Sometimes when the grandboy sleeps over he wakes with a start from a bad dream or scary thought, and he comes in by me and asks if he can sleep in our bed. I find it amusing, because while he is busy mastering his inner tough guy, he falls victim to the same 3am troubles and realities we all know. Sometimes before he goes back to sleep, he talks about what woke him. Other times the conversation carries on into the next morning. Even at not yet quite ten years old, I see his belief system starting to churn and crumble as he faces the undeniable realities that are confronting and confound him. He asks me tough questions and I fumble for answers.
The big news today is Rockefeller Center Christmas tree is Manhattan, and I realize it’s here again, my uneasy time. An uneasiness I never want to share with the boy. In every one of my books, there always seems to be a bit about this holiday. I wish I knew why. Perhaps because it simply confounds me.
My belief system came apart about the same time I realized the chimney in our little house by the swamp, connected to the vent on our oil burner and that fat man in the red suit wouldn’t survive that trip down our tiny chimney. Once these tales became lies, it opened a floodgate. The hardest lesson of the season was the caste system of Christmas, where the poor kids got socks, and the rich kids got new bikes, but we were subtly, or not so subtly, introduced to our place in the grand scheme. And the further down you went in the food chain, the faster the specter of war and a hard life of manual labor chased you. The shine and luster of childhood was quickly lost to us. But I’d been groomed for that. I’m a victim of the Superman TV era, I was weaned and raised on truth and justice and the American way, and Superman, fists on hips with the big gray S on his chest (we didn’t have color TV) screamed something to me I could never fully connect to, but I knew mom and apple pie and Chevrolet was something to die for.

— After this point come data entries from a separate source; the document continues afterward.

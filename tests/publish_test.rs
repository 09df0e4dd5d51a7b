//! Integration tests for the placeholder publish protocol.

mod common;

use common::*;
use docx_storymap::publish::count_tokens;
use docx_storymap::render::story_children;
use docx_storymap::{
    parse_bytes, publish_file, Document, Error, MemoryPortal, PublishOutcome, Publisher,
    RemoteStep, Resource, StoryOptions, Warning,
};
use regex::Regex;
use serde_json::{json, Value};

fn hello_world() -> Document {
    let data = DocxBuilder::new()
        .image("rId4", "image1.png", png(800, 600))
        .push(styled("Heading1", "Río Grande"))
        .push(paragraph(
            "",
            &format!("{}{}", run("Hello, ", ""), run("世界", "<w:b/>")),
        ))
        .push(list_item(2, 0, "Ñandú"))
        .push(list_item(2, 1, "Ω"))
        .push(paragraph("", &inline_image("rId4", "Mapa del río")))
        .push(styled("Caption", "Vista «norte»"))
        .build();
    parse_bytes(&data).unwrap()
}

fn strings(value: &Value) -> Vec<&str> {
    match value {
        Value::String(s) => vec![s.as_str()],
        Value::Array(items) => items.iter().flat_map(strings).collect(),
        Value::Object(map) => map.values().flat_map(strings).collect(),
        _ => Vec::new(),
    }
}

fn nodes_of_type<'a>(tree: &'a Value, node_type: &str) -> Vec<&'a Value> {
    tree["nodes"]
        .as_object()
        .map(|nodes| {
            nodes
                .values()
                .filter(|n| n["type"] == node_type)
                .collect()
        })
        .unwrap_or_default()
}

/// Overwrite the first string value starting with `prefix`.
fn replace_first(value: &mut Value, prefix: &str, with: &str) -> bool {
    match value {
        Value::String(s) if s.starts_with(prefix) => {
            *s = with.to_string();
            true
        }
        Value::Array(items) => items.iter_mut().any(|v| replace_first(v, prefix, with)),
        Value::Object(map) => map.values_mut().any(|v| replace_first(v, prefix, with)),
        _ => false,
    }
}

fn publish(
    portal: MemoryPortal,
    story: &StoryOptions,
) -> (docx_storymap::Result<PublishOutcome>, MemoryPortal) {
    let mut publisher = Publisher::new(portal);
    let result = publisher.publish(&hello_world(), story);
    (result, publisher.into_inner())
}

#[test]
fn test_non_ascii_survives_lossy_portal() {
    let story = StoryOptions::new("Río notes").with_summary("Spring survey");
    let (result, portal) = publish(MemoryPortal::lossy(), &story);
    let outcome = result.unwrap();

    let stored = portal.item(&outcome.item_id).unwrap();
    assert_eq!(stored.data, outcome.tree);
    assert_eq!(stored.revisions, 1);

    let texts = strings(&stored.data);
    assert!(texts.contains(&"Río Grande"));
    assert!(texts.contains(&"Hello, <strong>世界</strong>"));
    assert!(texts.contains(&"<li>Ñandú<ul><li>Ω</li></ul></li>"));
    assert!(texts.contains(&"Vista «norte»"));
    assert!(texts.contains(&"Mapa del río"));
    assert!(texts.contains(&"Río notes"));
    assert!(!texts.iter().any(|t| t.contains("PLACEHOLDER_")));

    // Directly submitted item fields are not protected.
    assert_eq!(stored.properties.title, "R?o notes");
    assert_eq!(
        portal.calls(),
        &[
            RemoteStep::UploadAsset,
            RemoteStep::CreateItem,
            RemoteStep::GetItemJson,
            RemoteStep::UpdateItemJson
        ]
    );
}

#[test]
fn test_draft_is_ascii_with_unique_tokens() {
    let mut publisher = Publisher::new(MemoryPortal::new());
    let story = StoryOptions::new("Río notes")
        .with_summary("Primavera")
        .with_description("Notas de campo");
    let draft = publisher.prepare(&hello_world(), &story).unwrap();

    assert!(strings(&draft.tree).iter().all(|s| s.is_ascii()));

    let shape = Regex::new(r"^PLACEHOLDER_[A-Z]+_\d{4}$").unwrap();
    let counts = count_tokens(&draft.tree);
    assert_eq!(counts.len(), draft.tokens.len());
    for (token, count) in &counts {
        assert_eq!(*count, 1, "{} appears {} times", token, count);
        assert!(shape.is_match(token), "malformed token {}", token);
        assert!(draft.tokens.contains(token));
    }
    assert_eq!(draft.stats.placeholder_count as usize, draft.tokens.len());

    // Nothing was created yet.
    assert_eq!(publisher.api().item_count(), 0);
}

#[test]
fn test_story_layout() {
    let image = Resource::png(png(1600, 900)).with_dimensions(1600, 900);
    let story = StoryOptions::new("Field notes")
        .with_description("Notes & <sketches>")
        .with_cover_image(image);
    let (result, portal) = publish(MemoryPortal::new(), &story);
    let outcome = result.unwrap();
    let tree = &outcome.tree;

    let children = story_children(tree);
    let types: Vec<&str> = children
        .iter()
        .map(|id| tree["nodes"][*id]["type"].as_str().unwrap())
        .collect();
    assert_eq!(types.first(), Some(&"storycover"));
    assert_eq!(types[1], "navigation");
    assert_eq!(types.last(), Some(&"credits"));

    let description = &tree["nodes"][children[2]]["data"];
    assert_eq!(description["text"], "Notes &amp; &lt;sketches&gt;");

    let cover = nodes_of_type(tree, "storycover")[0];
    assert_eq!(cover["data"]["title"], "Field notes");
    assert_eq!(cover["children"].as_array().map(Vec::len), Some(1));

    assert!(portal.asset_names().contains(&"cover.png"));
    assert_eq!(
        portal.item(&outcome.item_id).unwrap().properties.description.as_deref(),
        Some("Notes & <sketches>")
    );
}

#[test]
fn test_lost_token_stops_before_update() {
    let portal = MemoryPortal::lossy().with_read_hook(|tree| {
        replace_first(tree, "PLACEHOLDER_TEXT_", "edited on the server");
    });
    let (result, portal) = publish(portal, &StoryOptions::new("Notes"));

    let err = result.unwrap_err();
    assert_eq!(err.residual_item(), Some("item-0001"));
    let report = err.mismatch().expect("structural mismatch");
    assert_eq!(report.missing.len(), 1);
    assert!(report.duplicated.is_empty());
    assert!(report.unknown.is_empty());
    assert!(!portal.calls().contains(&RemoteStep::UpdateItemJson));
    let stored = portal.item("item-0001").unwrap();
    assert_eq!(stored.revisions, 0);
    assert!(strings(&stored.data).iter().any(|s| s.starts_with("PLACEHOLDER_")));
}

#[test]
fn test_unknown_and_duplicated_tokens() {
    let portal = MemoryPortal::new().with_read_hook(|tree| {
        let title = nodes_of_type(tree, "storycover")[0]["data"]["title"].clone();
        tree["nodes"]["n-9998"] = json!({ "type": "text", "data": { "text": title } });
        tree["nodes"]["n-9999"] =
            json!({ "type": "text", "data": { "text": "PLACEHOLDER_TEXT_9999" } });
    });
    let (result, portal) = publish(portal, &StoryOptions::new("Notes"));

    match result {
        Err(Error::ResidualItem { item_id, source }) => {
            assert_eq!(item_id, "item-0001");
            let Error::StructuralMismatch(report) = *source else {
                panic!("expected a structural mismatch");
            };
            assert!(report.missing.is_empty());
            assert_eq!(report.duplicated.len(), 1);
            assert!(report.duplicated[0].starts_with("PLACEHOLDER_TITLE_"));
            assert_eq!(report.unknown, vec!["PLACEHOLDER_TEXT_9999".to_string()]);
        }
        other => panic!("expected a structural mismatch, got {:?}", other),
    }
    assert_eq!(portal.item("item-0001").unwrap().revisions, 0);
}

#[test]
fn test_remote_failures_name_their_step() {
    let (result, portal) = publish(
        MemoryPortal::new().with_failure(RemoteStep::UploadAsset),
        &StoryOptions::new("Notes"),
    );
    assert_eq!(result.unwrap_err().remote_step(), Some(RemoteStep::UploadAsset));
    assert_eq!(portal.item_count(), 0);

    let (result, portal) = publish(
        MemoryPortal::new().with_failure(RemoteStep::CreateItem),
        &StoryOptions::new("Notes"),
    );
    assert_eq!(result.unwrap_err().remote_step(), Some(RemoteStep::CreateItem));
    assert_eq!(portal.item_count(), 0);

    let (result, portal) = publish(
        MemoryPortal::new().with_failure(RemoteStep::UpdateItemJson),
        &StoryOptions::new("Notes"),
    );
    let err = result.unwrap_err();
    assert_eq!(err.remote_step(), Some(RemoteStep::UpdateItemJson));
    assert_eq!(err.residual_item(), Some("item-0001"));
    assert_eq!(portal.item("item-0001").unwrap().revisions, 0);
}

#[test]
fn test_builder_draft_receives_final_text() {
    let story = StoryOptions::new("Río notes");
    let (result, portal) = publish(MemoryPortal::lossy().with_builder_drafts(), &story);
    let outcome = result.unwrap();

    let stored = portal.item(&outcome.item_id).unwrap();
    let draft = stored.draft.as_ref().expect("draft resource");
    assert!(draft.name.starts_with("draft_"));
    assert_eq!(draft.data, outcome.tree);
    assert_eq!(stored.data, outcome.tree);
    assert!(strings(&draft.data).contains(&"Hello, <strong>世界</strong>"));
}

#[test]
fn test_encoding_risk_reported() {
    let story = StoryOptions::new("Café").with_summary("Hello, 世界");
    let (result, _) = publish(MemoryPortal::new(), &story);
    let outcome = result.unwrap();

    let risks: Vec<&Warning> = outcome
        .warnings
        .iter()
        .filter(|w| matches!(w, Warning::EncodingBypassRisk { .. }))
        .collect();
    assert_eq!(risks.len(), 1);
    assert!(matches!(
        risks[0],
        Warning::EncodingBypassRisk { field, characters } if field == "summary" && characters.contains('世')
    ));
}

#[test]
fn test_publish_file() {
    let dir = tempfile::tempdir().unwrap();
    let path = DocxBuilder::new()
        .push(text("Uno, dos, tres"))
        .write_to(dir.path(), "conteo.docx");

    let outcome = publish_file(&path, MemoryPortal::lossy(), &StoryOptions::new("Conteo")).unwrap();
    assert_eq!(outcome.replaced, 2);
    assert!(strings(&outcome.tree).contains(&"Uno, dos, tres"));
}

I know I’m all over the place in this post, I apologize, but it all somehow fits together in my head. It’s all part of my confusion. I’m stuck by the absurdity of this season and all the stories me and the grandboy struggle with while at the same time wanting desperately to believe. I want to believe that we in the USA are always the good guys. We wear the white hats and come riding in to save the day. I try to not choke on the ugly truth that I’m part of the greatest and largest imperialist war machine the world has ever known. I want to believe in the hope and joy of the season, while little kids, younger than the boy, go to bed hungry and cold. Kids who’d be happy for that pair of socks.
My struggle and constant battle is with how much of my truth do I share with the boy? I don’t want him to see the facade I know all too well crumble to words and songs and dust. Do I let him watch with glistening eyes at the beauty and wonder of the glitzy plastic tchotchke and lights of this season, or do I tell him the economy that holds this whole story together counts on retail sales for twenty-five percent of its GDP, and then I’d have to explain GDP…
Frank Borman died this week. He was the commander of the Apollo 8 mission to the moon at Christmas 1968. I remember that moment, still on the black-and-white TV, of the grainy pictures of scruffy astronauts showing us “the good earth” and the confusion of pride at what man could accomplish while still knowing all too well, some kids I knew, just a few years my senior were being shot at in some sweaty, terrifying jungle in Vietnam killing each other, and the reason they were there and Colonial Borman was orbiting the moon was part and pieces of the same system.
After World War Two, and Bing Crosby and all the I’ll be home dreaming of a white Christmas or some such nonsense, we all drank the Kool Aide, and many of us still suffer its effects today. I’d be lying if I said I wasn’t truly envious of them.
Sometimes I think we are all drowning and desperately trying to grab at the boatman’s oars before we finally go under…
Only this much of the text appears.